Dive Brief:
- The cloud market, sustaining its momentum, is projected to reach $474 billion in global revenue next year, up 16% from 2021, Gartner projected Wednesday.
- The growth shows no signs of slowing. Public cloud services end user spending is projected to surpass $716 billion by 2024, from $403.8 billion this year, according to Gartner.
- One major threat to enterprise leaders lies in cloud overspend. SaaS is projected to reach $173.9 billion in end-user spending next year, but Gartner research shows 25% of SaaS is underutilized or over deployed. "That's a huge amount of money," said Milind Govekar, distinguished research vice president at Gartner.
Insight:
The market has room to grow because so many systems still remain outside of the cloud. While 90% of companies report using the technology, the majority of core applications are not cloud based.
Most organizations are still treating cloud as a technology disruptor or a capability enabler, according to Govekar. But few organizations are using it to innovate or disrupt other businesses.
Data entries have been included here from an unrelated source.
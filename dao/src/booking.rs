use std::sync::Arc;

use async_trait::async_trait;
use mockall::automock;
use kidbook_utils::Money;
use time::PrimitiveDateTime;

use crate::DaoError;

#[derive(Clone, Debug, PartialEq, Eq)]
pub struct NewBookingEntity {
    pub booking_number: Arc<str>,
    pub parent_id: i64,
    pub child_id: i64,
    pub service_id: i64,
    pub vendor_id: i64,
    pub booking_type: Arc<str>,
    pub total_sessions: i32,
    pub total_amount: Money,
    pub status: Arc<str>,
    pub preferred_coach: Option<i64>,
    pub parent_notes: Option<Arc<str>>,
    pub version: i32,
    pub created: PrimitiveDateTime,
}

#[derive(Clone, Debug, PartialEq, Eq)]
pub struct BookingEntity {
    pub id: i64,
    pub booking_number: Arc<str>,
    pub parent_id: i64,
    pub child_id: i64,
    pub service_id: i64,
    pub vendor_id: i64,
    pub booking_type: Arc<str>,
    pub total_sessions: i32,
    pub total_amount: Money,
    pub status: Arc<str>,
    pub preferred_coach: Option<i64>,
    pub parent_notes: Option<Arc<str>>,
    pub version: i32,
    pub created: PrimitiveDateTime,
    pub updated: PrimitiveDateTime,
}

impl BookingEntity {
    pub fn from_new(id: i64, entity: &NewBookingEntity) -> Self {
        Self {
            id,
            booking_number: entity.booking_number.clone(),
            parent_id: entity.parent_id,
            child_id: entity.child_id,
            service_id: entity.service_id,
            vendor_id: entity.vendor_id,
            booking_type: entity.booking_type.clone(),
            total_sessions: entity.total_sessions,
            total_amount: entity.total_amount,
            status: entity.status.clone(),
            preferred_coach: entity.preferred_coach,
            parent_notes: entity.parent_notes.clone(),
            version: entity.version,
            created: entity.created,
            updated: entity.created,
        }
    }
}

#[automock(type Transaction = crate::MockTransaction;)]
#[async_trait]
pub trait BookingDao {
    type Transaction: crate::Transaction;

    /// Inserts the booking and returns it with its generated id.
    async fn create(
        &self,
        entity: &NewBookingEntity,
        process: &str,
        tx: Self::Transaction,
    ) -> Result<BookingEntity, DaoError>;
    async fn find_by_id(
        &self,
        id: i64,
        tx: Self::Transaction,
    ) -> Result<Option<BookingEntity>, DaoError>;
}
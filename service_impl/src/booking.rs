use std::{collections::HashSet, sync::Arc};

use async_trait::async_trait;
use dao::{
    booking::{BookingDao, NewBookingEntity},
    booking_session::{BookingSessionDao, NewBookingSessionEntity},
    child::ChildDao,
    offering::{OfferingDao, OFFERING_STATUS_ACTIVE},
    vendor::VendorDao,
    TransactionDao,
};
use kidbook_utils::parse_iso_date;
use service::{
    booking::{
        Booking, BookingConfirmation, BookingDetail, BookingService, BookingSession,
        BookingStatus, BookingType, CreateBookingRequest, SessionDetail, SessionStatus,
    },
    booking_number::BookingNumberService,
    clock::ClockService,
    config::{BookingConfig, ConfigService},
    confirmation::BookingConfirmationService,
    offering::Offering,
    principal::ParentPrincipal,
    slot_reservation::{SlotRequest, SlotReservationService},
    ServiceError, ValidationFailureItem,
};
use time::{PrimitiveDateTime, Time};
use tracing::{error, info, instrument, warn};

use crate::{confirmation::logged_name, gen_service_impl, pricing::resolve_amount};

const BOOKING_SERVICE_PROCESS: &str = "booking-service";
pub const MAX_PARENT_NOTES_LENGTH: usize = 500;

gen_service_impl! {
    struct BookingServiceImpl: BookingService = BookingServiceDeps {
        ChildDao: ChildDao<Transaction = Self::Transaction> = child_dao,
        OfferingDao: OfferingDao<Transaction = Self::Transaction> = offering_dao,
        VendorDao: VendorDao<Transaction = Self::Transaction> = vendor_dao,
        BookingDao: BookingDao<Transaction = Self::Transaction> = booking_dao,
        BookingSessionDao: BookingSessionDao<Transaction = Self::Transaction> = booking_session_dao,
        SlotReservationService: SlotReservationService<Transaction = Self::Transaction> = slot_reservation_service,
        BookingConfirmationService: BookingConfirmationService<Transaction = Self::Transaction> = confirmation_service,
        BookingNumberService: BookingNumberService = booking_number_service,
        ConfigService: ConfigService = config_service,
        ClockService: ClockService = clock_service,
        TransactionDao: TransactionDao<Transaction = Self::Transaction> = transaction_dao,
    }
}

/// A booking request which passed validation.
#[derive(Clone, Debug, PartialEq, Eq)]
pub struct ValidatedRequest {
    pub booking_type: BookingType,
    pub slots: Vec<SlotRequest>,
}

/// Checks everything about a booking request that does not need the
/// database. A session counts from the midnight starting its date, so once
/// `now` is past that midnight the date is rejected, today included.
pub fn validate_request(
    request: &CreateBookingRequest,
    now: PrimitiveDateTime,
) -> Result<ValidatedRequest, ServiceError> {
    let booking_type: BookingType = request.booking_type.parse()?;
    if request.session_dates.len() != booking_type.session_count() {
        return Err(ServiceError::SessionCountMismatch {
            booking_type: booking_type.as_str().into(),
            expected: booking_type.session_count(),
            actual: request.session_dates.len(),
        });
    }

    let mut validation = Vec::new();
    if request.child_id <= 0 {
        validation.push(ValidationFailureItem::InvalidValue("child_id".into()));
    }
    if request.service_id <= 0 {
        validation.push(ValidationFailureItem::InvalidValue("service_id".into()));
    }
    for (position, session) in request.session_dates.iter().enumerate() {
        if session.schedule_id <= 0 {
            validation.push(ValidationFailureItem::InvalidValue(
                format!("session_dates[{position}].schedule_id").into(),
            ));
        }
    }
    if let Some(notes) = &request.parent_notes {
        if notes.chars().count() > MAX_PARENT_NOTES_LENGTH {
            validation.push(ValidationFailureItem::TooLong(
                "parent_notes".into(),
                MAX_PARENT_NOTES_LENGTH,
            ));
        }
    }
    if !validation.is_empty() {
        return Err(ServiceError::ValidationError(validation.into()));
    }

    let mut slots = Vec::with_capacity(request.session_dates.len());
    for (position, session) in request.session_dates.iter().enumerate() {
        let index = position + 1;
        let session_date =
            parse_iso_date(&session.session_date).map_err(|_| ServiceError::InvalidSessionDate {
                index,
                value: session.session_date.clone(),
            })?;
        if PrimitiveDateTime::new(session_date, Time::MIDNIGHT) < now {
            return Err(ServiceError::PastDateBooking {
                index,
                date: session_date,
            });
        }
        slots.push(SlotRequest {
            schedule_id: session.schedule_id,
            session_date,
        });
    }

    let mut seen = HashSet::new();
    let duplicates: Vec<ValidationFailureItem> = slots
        .iter()
        .enumerate()
        .filter(|(_, slot)| !seen.insert(**slot))
        .map(|(position, _)| {
            ValidationFailureItem::Duplicate(format!("session_dates[{position}]").into())
        })
        .collect();
    if !duplicates.is_empty() {
        return Err(ServiceError::ValidationError(duplicates.into()));
    }

    Ok(ValidatedRequest {
        booking_type,
        slots,
    })
}

impl<Deps: BookingServiceDeps> BookingServiceImpl<Deps> {
    /// Runs the transactional part of a booking: ownership, availability,
    /// pricing and persistence. Nothing is written if any step fails.
    async fn create_in_transaction(
        &self,
        principal: ParentPrincipal,
        request: &CreateBookingRequest,
        validated: &ValidatedRequest,
    ) -> Result<(Booking, Arc<[BookingSession]>), ServiceError> {
        let tx = self.transaction_dao.new_transaction().await?;
        match self
            .persist_booking(principal, request, validated, tx.clone())
            .await
        {
            Ok(created) => {
                self.transaction_dao.commit(tx).await?;
                Ok(created)
            }
            Err(err) => {
                if let Err(rollback_err) = self.transaction_dao.rollback(tx).await {
                    warn!(error = %rollback_err, "Rollback failed");
                }
                Err(err)
            }
        }
    }

    async fn persist_booking(
        &self,
        principal: ParentPrincipal,
        request: &CreateBookingRequest,
        validated: &ValidatedRequest,
        tx: Deps::Transaction,
    ) -> Result<(Booking, Arc<[BookingSession]>), ServiceError> {
        if self
            .child_dao
            .find_by_id_and_parent(request.child_id, principal.parent_id, tx.clone())
            .await?
            .is_none()
        {
            return Err(ServiceError::ChildNotOwned(request.child_id));
        }

        let offering = self
            .offering_dao
            .find_by_id_and_status(request.service_id, OFFERING_STATUS_ACTIVE, tx.clone())
            .await?
            .map(|offering| Offering::from(&offering))
            .ok_or(ServiceError::ServiceUnavailable(request.service_id))?;

        let reserved = self
            .slot_reservation_service
            .reserve(&validated.slots, tx.clone())
            .await?;
        if let Some(foreign) = reserved.iter().find(|slot| slot.service_id != offering.id) {
            return Err(ServiceError::ScheduleNotFound(foreign.schedule_id));
        }

        let total_amount = resolve_amount(&offering, validated.booking_type)?;
        let now = self.clock_service.date_time_now();
        let booking = self
            .booking_dao
            .create(
                &NewBookingEntity {
                    booking_number: self.booking_number_service.generate(),
                    parent_id: principal.parent_id,
                    child_id: request.child_id,
                    service_id: offering.id,
                    vendor_id: offering.vendor_id,
                    booking_type: validated.booking_type.as_str().into(),
                    total_sessions: validated.booking_type.session_count() as i32,
                    total_amount,
                    status: BookingStatus::Pending.as_str().into(),
                    preferred_coach: request.preferred_coach,
                    parent_notes: request.parent_notes.clone(),
                    version: 1,
                    created: now,
                },
                BOOKING_SERVICE_PROCESS,
                tx.clone(),
            )
            .await?;

        let mut sessions = Vec::with_capacity(reserved.len());
        for slot in reserved.iter() {
            let session = self
                .booking_session_dao
                .create(
                    &NewBookingSessionEntity {
                        booking_id: booking.id,
                        schedule_id: slot.schedule_id,
                        session_date: slot.session_date,
                        start_time: slot.start_time,
                        end_time: slot.end_time,
                        status: SessionStatus::Scheduled.as_str().into(),
                        coach_id: slot.coach_id,
                        created: now,
                    },
                    BOOKING_SERVICE_PROCESS,
                    tx.clone(),
                )
                .await?;
            sessions.push(BookingSession::try_from(&session)?);
        }

        Ok((Booking::try_from(&booking)?, sessions.into()))
    }

    /// Repeats the booking transaction while it fails with a conflict, up to
    /// `config.max_attempts` attempts in total.
    async fn create_with_retry(
        &self,
        principal: ParentPrincipal,
        request: &CreateBookingRequest,
        validated: &ValidatedRequest,
        config: &BookingConfig,
    ) -> Result<(Booking, Arc<[BookingSession]>), ServiceError> {
        let max_attempts = config.max_attempts.max(1);
        let mut attempt = 1;
        loop {
            match self
                .create_in_transaction(principal, request, validated)
                .await
            {
                Ok(created) => return Ok(created),
                Err(err) if err.is_conflict() => {
                    if attempt >= max_attempts {
                        warn!(attempt, error = %err, "Booking conflicted, giving up");
                        return Err(ServiceError::BookingConflict);
                    }
                    warn!(attempt, error = %err, "Booking conflicted, retrying");
                    tokio::time::sleep(config.retry_base_delay * attempt).await;
                    attempt += 1;
                }
                Err(err) => return Err(err),
            }
        }
    }
}

#[async_trait]
impl<Deps: BookingServiceDeps> BookingService for BookingServiceImpl<Deps> {
    type Transaction = Deps::Transaction;

    #[instrument(skip(self, request), fields(parent_id = principal.parent_id, service_id = request.service_id))]
    async fn create_booking(
        &self,
        principal: ParentPrincipal,
        request: &CreateBookingRequest,
    ) -> Result<BookingConfirmation, ServiceError> {
        let validated = validate_request(request, self.clock_service.date_time_now())?;
        let config = self.config_service.get_config().await?.booking;

        let deadline = tokio::time::Instant::now() + config.timeout;
        let (booking, sessions) = tokio::time::timeout_at(
            deadline,
            self.create_with_retry(principal, request, &validated, &config),
        )
        .await
        .map_err(|_| {
            warn!(timeout = ?config.timeout, "Booking deadline exceeded");
            ServiceError::DeadlineExceeded
        })?
        .inspect_err(|err| {
            if matches!(err, ServiceError::DatabaseQueryError(_)) {
                error!(error = %err, "Booking failed");
            }
        })?;
        info!(
            booking_id = booking.id,
            booking_number = %booking.booking_number,
            "Booking created"
        );

        Ok(self
            .confirmation_service
            .build(&booking, &sessions, None)
            .await)
    }

    #[instrument(skip(self, tx), fields(parent_id = principal.parent_id))]
    async fn get_booking(
        &self,
        principal: ParentPrincipal,
        booking_id: i64,
        tx: Option<Self::Transaction>,
    ) -> Result<BookingDetail, ServiceError> {
        let tx = self.transaction_dao.use_transaction(tx).await?;
        let booking = self
            .booking_dao
            .find_by_id(booking_id, tx.clone())
            .await?
            .ok_or(ServiceError::EntityNotFound(booking_id))?;
        if booking.parent_id != principal.parent_id {
            return Err(ServiceError::Forbidden);
        }
        let booking = Booking::try_from(&booking)?;
        let sessions = self
            .booking_session_dao
            .find_by_booking_id(booking_id, tx.clone())
            .await?
            .iter()
            .map(BookingSession::try_from)
            .collect::<Result<Vec<BookingSession>, ServiceError>>()?;

        let service_name = logged_name(
            self.offering_dao
                .find_name(booking.service_id, tx.clone())
                .await,
            "service",
            booking.service_id,
        );
        let child_name = logged_name(
            self.child_dao.find_name(booking.child_id, tx.clone()).await,
            "child",
            booking.child_id,
        );
        let vendor_name = logged_name(
            self.vendor_dao
                .find_business_name(booking.vendor_id, tx.clone())
                .await,
            "vendor",
            booking.vendor_id,
        );
        self.transaction_dao.commit(tx).await?;

        let sessions: Arc<[SessionDetail]> = sessions
            .iter()
            .enumerate()
            .map(|(position, session)| SessionDetail {
                session_number: position + 1,
                session_id: session.id,
                schedule_id: session.schedule_id,
                session_date: session.session_date,
                start_time: session.start_time,
                end_time: session.end_time,
                status: session.status,
                coach_id: session.coach_id,
            })
            .collect();
        let completed_sessions = sessions
            .iter()
            .filter(|session| session.status == SessionStatus::Completed)
            .count();
        let now = self.clock_service.date_time_now();
        let next_session = sessions
            .iter()
            .filter(|session| {
                session.status == SessionStatus::Scheduled
                    && PrimitiveDateTime::new(session.session_date, session.start_time) > now
            })
            .min_by_key(|session| (session.session_date, session.start_time))
            .cloned();

        Ok(BookingDetail {
            booking,
            service_name: service_name.unwrap_or_else(|| "".into()),
            child_name: child_name.unwrap_or_else(|| "".into()),
            vendor_name: vendor_name.unwrap_or_else(|| "".into()),
            sessions,
            completed_sessions,
            next_session,
        })
    }
}
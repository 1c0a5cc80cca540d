use rest::RestStateDef;
use service::{booking::BookingService, ServiceError};
use tokio::task::JoinSet;

use crate::integration_test::*;

#[tokio::test(flavor = "multi_thread", worker_threads = 4)]
async fn test_concurrent_bookings_respect_capacity() {
    let test_setup = TestSetup::new().await;
    let session_date = days_from_today(14);

    let mut join_set = JoinSet::new();
    for _ in 0..6 {
        let booking_service = test_setup.rest_state.booking_service();
        let session_date = session_date.clone();
        join_set.spawn(async move {
            booking_service
                .create_booking(
                    PARENT,
                    &booking_request(CHILD, "single", &[(FOOTBALL_MONDAY, &session_date)]),
                )
                .await
        });
    }

    let mut successes = 0;
    while let Some(result) = join_set.join_next().await {
        match result.unwrap() {
            Ok(_) => successes += 1,
            Err(ServiceError::SlotConflict { .. }) | Err(ServiceError::BookingConflict) => {}
            Err(err) => panic!("unexpected error: {err:?}"),
        }
    }

    assert_eq!(successes, 2);
    assert_eq!(
        test_setup.occupied(FOOTBALL_MONDAY, &session_date).await,
        successes
    );
    assert_eq!(test_setup.count_rows("bookings").await, successes);
}

#[tokio::test(flavor = "multi_thread", worker_threads = 4)]
async fn test_concurrent_bookings_with_free_seats_all_succeed() {
    let test_setup = TestSetup::new().await;
    sqlx::query("UPDATE schedules SET available_slots = 6 WHERE id = ?")
        .bind(FOOTBALL_MONDAY)
        .execute(test_setup.pool.as_ref())
        .await
        .unwrap();
    let session_date = days_from_today(14);

    let mut join_set = JoinSet::new();
    for _ in 0..6 {
        let booking_service = test_setup.rest_state.booking_service();
        let session_date = session_date.clone();
        join_set.spawn(async move {
            booking_service
                .create_booking(
                    PARENT,
                    &booking_request(CHILD, "single", &[(FOOTBALL_MONDAY, &session_date)]),
                )
                .await
        });
    }

    while let Some(result) = join_set.join_next().await {
        if let Err(err) = result.unwrap() {
            panic!("booking with a free seat failed: {err:?}");
        }
    }
    assert_eq!(
        test_setup.occupied(FOOTBALL_MONDAY, &session_date).await,
        6
    );
}

#[tokio::test(flavor = "multi_thread", worker_threads = 2)]
async fn test_last_slot_goes_to_exactly_one_parent() {
    let test_setup = TestSetup::new().await;
    let session_date = days_from_today(10);

    let mut join_set = JoinSet::new();
    for (principal, child_id) in [(PARENT, CHILD), (OTHER_PARENT, OTHER_CHILD)] {
        let booking_service = test_setup.rest_state.booking_service();
        let session_date = session_date.clone();
        join_set.spawn(async move {
            booking_service
                .create_booking(
                    principal,
                    &booking_request(child_id, "single", &[(FOOTBALL_WEDNESDAY, &session_date)]),
                )
                .await
        });
    }

    let mut successes = 0;
    let mut conflicts = 0;
    while let Some(result) = join_set.join_next().await {
        match result.unwrap() {
            Ok(_) => successes += 1,
            Err(ServiceError::SlotConflict { .. }) | Err(ServiceError::BookingConflict) => {
                conflicts += 1
            }
            Err(err) => panic!("unexpected error: {err:?}"),
        }
    }

    assert_eq!(successes, 1);
    assert_eq!(conflicts, 1);
    assert_eq!(
        test_setup.occupied(FOOTBALL_WEDNESDAY, &session_date).await,
        1
    );
    assert_eq!(test_setup.count_rows("booking_sessions").await, 1);
}
//! Runtime configuration.
//!
//! The defaults reproduce the object naming surface existing holders of
//! this protocol already use, so two processes built from different
//! versions of this crate still contend on the same objects. Only change
//! the names when every participant is configured the same way.

use crate::error::{NamespaceError, Result};
use serde::{Deserialize, Serialize};
use std::fs;
use std::path::{Path, PathBuf};
use tracing::debug;

/// Environment variable naming a JSON configuration file.
pub const CONFIG_ENV: &str = "NSMUTEX_CONFIG";

/// Well-known principal a secured namespace is bound to.
///
/// Never taken from a caller per-operation: it is fixed when the
/// runtime is constructed.
#[derive(Debug, Clone, Copy, PartialEq, Eq, Serialize, Deserialize)]
#[serde(rename_all = "snake_case")]
pub enum Principal {
    /// The system account (UID 0).
    Superuser,
    /// The effective user of the running process.
    CurrentUser,
    /// An explicit numeric user.
    Uid(u32),
}

impl Principal {
    /// Resolve to a numeric user id.
    pub fn uid(&self) -> u32 {
        match self {
            Self::Superuser => 0,
            Self::CurrentUser => nix::unistd::geteuid().as_raw(),
            Self::Uid(uid) => *uid,
        }
    }

    /// Directory private to this principal that holds its namespaces.
    ///
    /// The superuser gets `/run/nsmutex`. Other users get `nsmutex` under
    /// `$XDG_RUNTIME_DIR` when it belongs to them, else `nsmutex-<uid>` in
    /// the temp dir. The platform refuses the root on first use unless it
    /// is owned by the principal and not writable by anyone else.
    pub fn default_root(&self) -> PathBuf {
        let uid = self.uid();
        if uid == 0 {
            return PathBuf::from("/run/nsmutex");
        }
        let own_runtime_dir = std::env::var_os("XDG_RUNTIME_DIR")
            .filter(|_| uid == nix::unistd::geteuid().as_raw())
            .filter(|dir| !dir.is_empty());
        match own_runtime_dir {
            Some(dir) => PathBuf::from(dir).join("nsmutex"),
            None => std::env::temp_dir().join(format!("nsmutex-{uid}")),
        }
    }
}

/// Configuration for a [`NamespaceRuntime`](crate::runtime::NamespaceRuntime).
#[derive(Debug, Clone, PartialEq, Eq, Serialize, Deserialize)]
#[serde(default)]
pub struct NamespaceConfig {
    /// Directory holding the namespace on Unix (default: [`Principal::default_root`])
    pub root_dir: Option<PathBuf>,
    /// Name of the secured namespace
    pub namespace: String,
    /// Name of the boundary descriptor scoping the namespace
    pub boundary: String,
    /// Principal allowed to create and open the namespace
    pub principal: Principal,
    /// Object name prefix for derived pool mutexes
    pub pool_mutex_prefix: String,
    /// Object name of the installation mutex
    pub installation_mutex: String,
    /// Bound on namespace create/open race retries (`None` retries forever)
    pub max_namespace_retries: Option<u32>,
}

impl Default for NamespaceConfig {
    fn default() -> Self {
        Self {
            root_dir: None,
            namespace: "Wintun".to_string(),
            boundary: "Wintun".to_string(),
            principal: Principal::Superuser,
            pool_mutex_prefix: "Wintun-Name-Mutex-".to_string(),
            installation_mutex: "Wintun-Driver-Installation-Mutex".to_string(),
            max_namespace_retries: None,
        }
    }
}

impl NamespaceConfig {
    /// Defaults bound to the current user instead of the superuser.
    ///
    /// Useful for unprivileged tooling and tests, where the creator of the
    /// namespace can never be UID 0.
    pub fn for_current_user() -> Self {
        Self {
            principal: Principal::CurrentUser,
            ..Self::default()
        }
    }

    /// Same as [`for_current_user`](Self::for_current_user), rooted at `root_dir`.
    pub fn with_root(root_dir: impl Into<PathBuf>) -> Self {
        Self {
            root_dir: Some(root_dir.into()),
            ..Self::for_current_user()
        }
    }

    /// Root directory in effect: the configured one, else the principal's default.
    pub fn resolved_root_dir(&self) -> PathBuf {
        self.root_dir
            .clone()
            .unwrap_or_else(|| self.principal.default_root())
    }

    /// Load a configuration from a JSON file. Missing fields keep their defaults.
    pub fn from_file(path: impl AsRef<Path>) -> Result<Self> {
        let path = path.as_ref();
        let raw = fs::read_to_string(path).map_err(|source| NamespaceError::ConfigIo {
            path: path.display().to_string(),
            source,
        })?;
        let config: Self = serde_json::from_str(&raw)?;
        debug!(path = %path.display(), "Loaded namespace configuration");
        Ok(config)
    }

    /// Load from the file named by `NSMUTEX_CONFIG`, or fall back to defaults.
    pub fn from_env() -> Result<Self> {
        match std::env::var_os(CONFIG_ENV) {
            Some(path) => Self::from_file(PathBuf::from(path)),
            None => Ok(Self::default()),
        }
    }
}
While cloud can optimize existing processes and modernize internal systems, it can also serve as a way of launching completely new business models, becoming a disruption channel, Govekar said.
For example, one large Europe-based shipping company launched a business-to-business insurance product, an effort made possible by the cloud's support of multiple data streams and the application of algorithms.
Gartner projects growth across the six primary cloud categories, according to the public cloud services end-user spending forecast.
Infrastructure and platform as a service end-user spending are projected to have the largest growth from 2021 to 2022, up 32% and 28%, respectively. Software spending is expected to have large growth too, up almost 18% next year.
New projects going to the cloud, migrations from existing data centers and refactoring or rewriting applications help drive revenue growth, Govekar said.
As companies mature their infrastructure stack, they are also investing in supporting technology. Forrester found cloud-native adoption rose this year, and next year the analyst firm projects half of enterprise organizations will adopt containers. This will coincide with more enterprises refactoring or replatforming their cloud strategies, rather than following existing plans.
Lift-and-shift was generally available, but now it has run its course, according to Lee Sustar, principal analyst at Forrester. There are more net-new cloud deployments, which supports cloud-native technology adoption too.
Forrester projects the cloud-native technology adoption will happen across major technology domains, from big data to IoT.